Is there any chance of moving to UTF-8 for filename storage? I get similar problems with SMBFS where it looks fine on the Amiga side, but from elsewhere the non-ASCII filenames are nonsense.

Re: filesysbox ntfs ubs massStorage problem

Posted: Tue Feb 25, 2014 9:08 am
by Raziel
chris wrote:
ssolie wrote:
salass00 wrote:Yes, but file names returned from filesystems should always be ISO-8859-1 or ISO-8859-15.
I remember we discussed this ages ago on the dev list but I don't remember the final answer right now.

@all
The character encoding used by DOS and file systems is assumed. So yes, it will "work" in the sense that byte values will be stored and retrieved. But how they are displayed will depend on your current character encoding. Note the locale directory structure was reworked because of this architecture limitation.
Is there any chance of moving to UTF-8 for filename storage? I get similar problems with SMBFS where it looks fine on the Amiga side, but from elsewhere the non-ASCII filenames are nonsense.
Very much second

Vice-versa is the same btw.
I created some dirs on Linux/Windows side, they show up fine in any other program/hardware (i.e. WLAN radio player)...only the Amiga side creates rubbish out of umlauts (and of course can't access those directories/files)

If i create them on the Amiga side (renaming those files is not possible, trying to will do nothing, probably because it can't read/write it in the first place) i can work fine with them on the Amiga, but now every other program/hardware acts up.

So i took the path of least stress and not use them on the Amiga side

Renaming them to ue, ae and such isn't an option, because i have thousands of files on my NAS (and the user shouldn't be forced to)

Re: filesysbox ntfs ubs massStorage problem

Posted: Mon Mar 10, 2014 10:25 pm
by salass00
gazelle wrote:It's pretty easy to convert between an 8bit charset and unicode with IDiskfont->ObtainCharsetInfo() and the DFCS_MAPTABLE.
Thanks for this suggestion. I've just been reading up on how UTF-8 works on wikipedia. Given that I'm only interested in one mapping table (ISO-8859-15) and that it's not very large (only one kilobyte) I will probably compile and link it directly into filesysbox.library rather than relying on diskfont.library to be available.

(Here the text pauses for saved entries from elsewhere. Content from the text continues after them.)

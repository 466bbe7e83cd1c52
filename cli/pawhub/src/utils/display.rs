use itertools::Itertools;
use pawhub_core::dog::Dog;

/// Render dogs as aligned rows for terminal output.
pub(crate) fn render_dogs<'a>(dogs: impl IntoIterator<Item = &'a Dog>) -> String {
    let dogs = dogs.into_iter().collect::<Vec<_>>();
    if dogs.is_empty() {
        return "No dogs found.".to_string();
    }

    let name_width = dogs.iter().map(|dog| dog.name.len()).max().unwrap_or(0);
    let breed_width = dogs.iter().map(|dog| dog.breed.len()).max().unwrap_or(0);

    dogs.iter()
        .map(|dog| {
            format!(
                "{name:<name_width$}  {breed:<breed_width$}  {age:>2} yr  {zip}  [{id}]",
                name = dog.name,
                breed = dog.breed,
                age = dog.age,
                zip = dog.zip_code,
                id = dog.id,
            )
        })
        .join("\n")
}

Re: filesysbox ntfs ubs massStorage problem

Posted: Tue Mar 11, 2014 9:20 am
by salass00
@sailorMH

Now that I remember, the MorphOS filesysbox.library (at least the APL 0.730 version) actually converts filenames to whatever happened to be the default system charset when the filesystem was mounted so if this happened to be ISO-8859-2 then your filenames containing Czech letters won't be a problem. This is however not a very sound solution for a filesystem as it causes inconsistent behaviour if f.e. the filesystem is mounted before IPrefs has been run as may be the case for auto-mounted disks/partitions.

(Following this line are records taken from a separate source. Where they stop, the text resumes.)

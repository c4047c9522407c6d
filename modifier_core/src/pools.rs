//! Selector-keyed modifier and dice pools supplied by the orchestrator

use crate::modifier::{DamageDie, Modifier};
use serde::{Deserialize, Serialize};
use std::collections::BTreeMap;

/// Selector applying to every check
pub const ALL_SELECTOR: &str = "all";
/// Selector applying to every damage roll
pub const DAMAGE_SELECTOR: &str = "damage";

/// Selector for one weapon's damage rolls, e.g. `longsword-damage`
pub fn weapon_damage_selector(slug: &str) -> String {
    format!("{}-damage", slug)
}

/// Modifiers and damage dice grouped by selector
#[derive(Debug, Clone, Default, PartialEq, Serialize, Deserialize)]
pub struct ModifierPools {
    #[serde(default)]
    pub modifiers: BTreeMap<String, Vec<Modifier>>,
    #[serde(default)]
    pub dice: BTreeMap<String, Vec<DamageDie>>,
}

impl ModifierPools {
    pub fn new() -> Self {
        Self::default()
    }

    pub fn add_modifier(&mut self, selector: impl Into<String>, modifier: Modifier) {
        self.modifiers.entry(selector.into()).or_default().push(modifier);
    }

    pub fn add_die(&mut self, selector: impl Into<String>, mut die: DamageDie) {
        let selector = selector.into();
        die.selector = selector.clone();
        self.dice.entry(selector).or_default().push(die);
    }

    /// Clones of every modifier under the given selectors, in selector order
    pub fn modifiers_for<S: AsRef<str>>(&self, selectors: &[S]) -> Vec<Modifier> {
        selectors
            .iter()
            .filter_map(|s| self.modifiers.get(s.as_ref()))
            .flatten()
            .cloned()
            .collect()
    }

    /// Clones of every damage die under the given selectors, in selector order
    pub fn dice_for<S: AsRef<str>>(&self, selectors: &[S]) -> Vec<DamageDie> {
        selectors
            .iter()
            .filter_map(|s| self.dice.get(s.as_ref()))
            .flatten()
            .cloned()
            .collect()
    }

    /// Append every entry of `other` after this pool's own entries
    pub fn merge(&mut self, other: ModifierPools) {
        for (selector, modifiers) in other.modifiers {
            self.modifiers.entry(selector).or_default().extend(modifiers);
        }
        for (selector, dice) in other.dice {
            self.dice.entry(selector).or_default().extend(dice);
        }
    }

    pub fn is_empty(&self) -> bool {
        self.modifiers.values().all(Vec::is_empty) && self.dice.values().all(Vec::is_empty)
    }
}

#[cfg(test)]
mod tests {
    use super::*;
    use crate::types::{DieSize, ModifierType};

    #[test]
    fn test_modifiers_for_keeps_selector_order() {
        let mut pools = ModifierPools::new();
        pools.add_modifier("all", Modifier::new("frightened", -1, ModifierType::Status));
        pools.add_modifier("fortitude", Modifier::new("resilient", 1, ModifierType::Item));

        let collected = pools.modifiers_for(&["fortitude", "all", "missing"]);
        let names: Vec<_> = collected.iter().map(|m| m.name.as_str()).collect();
        assert_eq!(names, vec!["resilient", "frightened"]);
    }

    #[test]
    fn test_add_die_records_selector() {
        let mut pools = ModifierPools::new();
        pools.add_die(
            weapon_damage_selector("dagger"),
            DamageDie::new("extra", 1, Some(DieSize::D4)),
        );
        let dice = pools.dice_for(&["dagger-damage"]);
        assert_eq!(dice.len(), 1);
        assert_eq!(dice[0].selector, "dagger-damage");
    }

    #[test]
    fn test_merge_appends() {
        let mut a = ModifierPools::new();
        a.add_modifier("damage", Modifier::untyped("one", 1));
        let mut b = ModifierPools::new();
        b.add_modifier("damage", Modifier::untyped("two", 2));
        a.merge(b);
        assert_eq!(a.modifiers_for(&[DAMAGE_SELECTOR]).len(), 2);
        assert!(!a.is_empty());
    }
}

In the latest version 53.27 of filesysbox.library I've made the directory scan function reject all filenames that contain unicodes that can't be accurately mapped into ISO-8859-15. Such filenames will never work reliably until AmigaOS gets proper support for UTF-8 filenames. As a consequence of this change all files and directories with valid filenames will always be shown as filenames containing invalid characters no longer interrupt the directory scanning process.

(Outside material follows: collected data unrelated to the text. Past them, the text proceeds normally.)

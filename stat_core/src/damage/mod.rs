//! Weapon damage synthesis
//!
//! Turns a weapon, the striking actor and the caller's selector-keyed pools
//! into two dice formulas: one for a success and one for a critical success.

mod calculation;
mod formula;
mod pool;
mod weapon;

pub use calculation::calculate_weapon_damage;
pub use formula::{DamageFormula, Scaling};
pub use pool::{DamagePool, DiceTerm, TypePool};
pub use weapon::{BaseDamage, PropertyRune, StrikingRune, Weapon, WeaponRange};

use crate::check::DegreeOfSuccess;
use crate::types::ActorKind;
use modifier_core::{DamageDie, Modifier, ModifierPools, OptionSet, ProficiencyRank};
use serde::Serialize;

/// Everything about the attacker that a strike reads
#[derive(Debug, Clone, Copy)]
pub struct StrikeContext<'a> {
    pub actor: &'a ActorKind,
    /// Proficiency rank with the weapon, for specialization damage
    pub proficiency: ProficiencyRank,
    pub pools: &'a ModifierPools,
    pub options: &'a OptionSet,
}

impl<'a> StrikeContext<'a> {
    pub fn new(
        actor: &'a ActorKind,
        proficiency: ProficiencyRank,
        pools: &'a ModifierPools,
        options: &'a OptionSet,
    ) -> Self {
        StrikeContext {
            actor,
            proficiency,
            pools,
            options,
        }
    }
}

#[derive(Debug, Clone, PartialEq, Serialize)]
pub struct DamageFormulas {
    pub success: DamageFormula,
    pub critical_success: DamageFormula,
}

/// Result of damage synthesis for one weapon
#[derive(Debug, Clone, PartialEq, Serialize)]
pub struct WeaponDamage {
    /// Base damage after two-hand and versatile toggles
    pub base: BaseDamage,
    /// Weapon dice plus striking dice, for effects that count weapon dice
    pub effect_dice: i32,
    pub dice_modifiers: Vec<DamageDie>,
    pub numeric_modifiers: Vec<Modifier>,
    pub traits: Vec<String>,
    pub formula: DamageFormulas,
}

impl WeaponDamage {
    /// Formula for a degree of success; failures deal no damage
    pub fn formula_for(&self, degree: DegreeOfSuccess) -> Option<&DamageFormula> {
        match degree {
            DegreeOfSuccess::Success => Some(&self.formula.success),
            DegreeOfSuccess::CriticalSuccess => Some(&self.formula.critical_success),
            DegreeOfSuccess::Failure | DegreeOfSuccess::CriticalFailure => None,
        }
    }
}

Re: filesysbox ntfs ubs massStorage problem

Posted: Tue Mar 11, 2014 9:33 am
by salass00
ssolie wrote:
salass00 wrote:Yes, but file names returned from filesystems should always be ISO-8859-1 or ISO-8859-15.
I remember we discussed this ages ago on the dev list but I don't remember the final answer right now.
The filesysbox.library behaviour with regards to codesets is based on the answer I got from Olaf Barthel.

IIRC even though in programs the filenames may be displayed as if they were using the locale defined codeset the filesystems still always handle the filenames internally as if they are ISO-8859-1/ISO-8859-15 encoded when doing operations with them like case insensitive string comparison.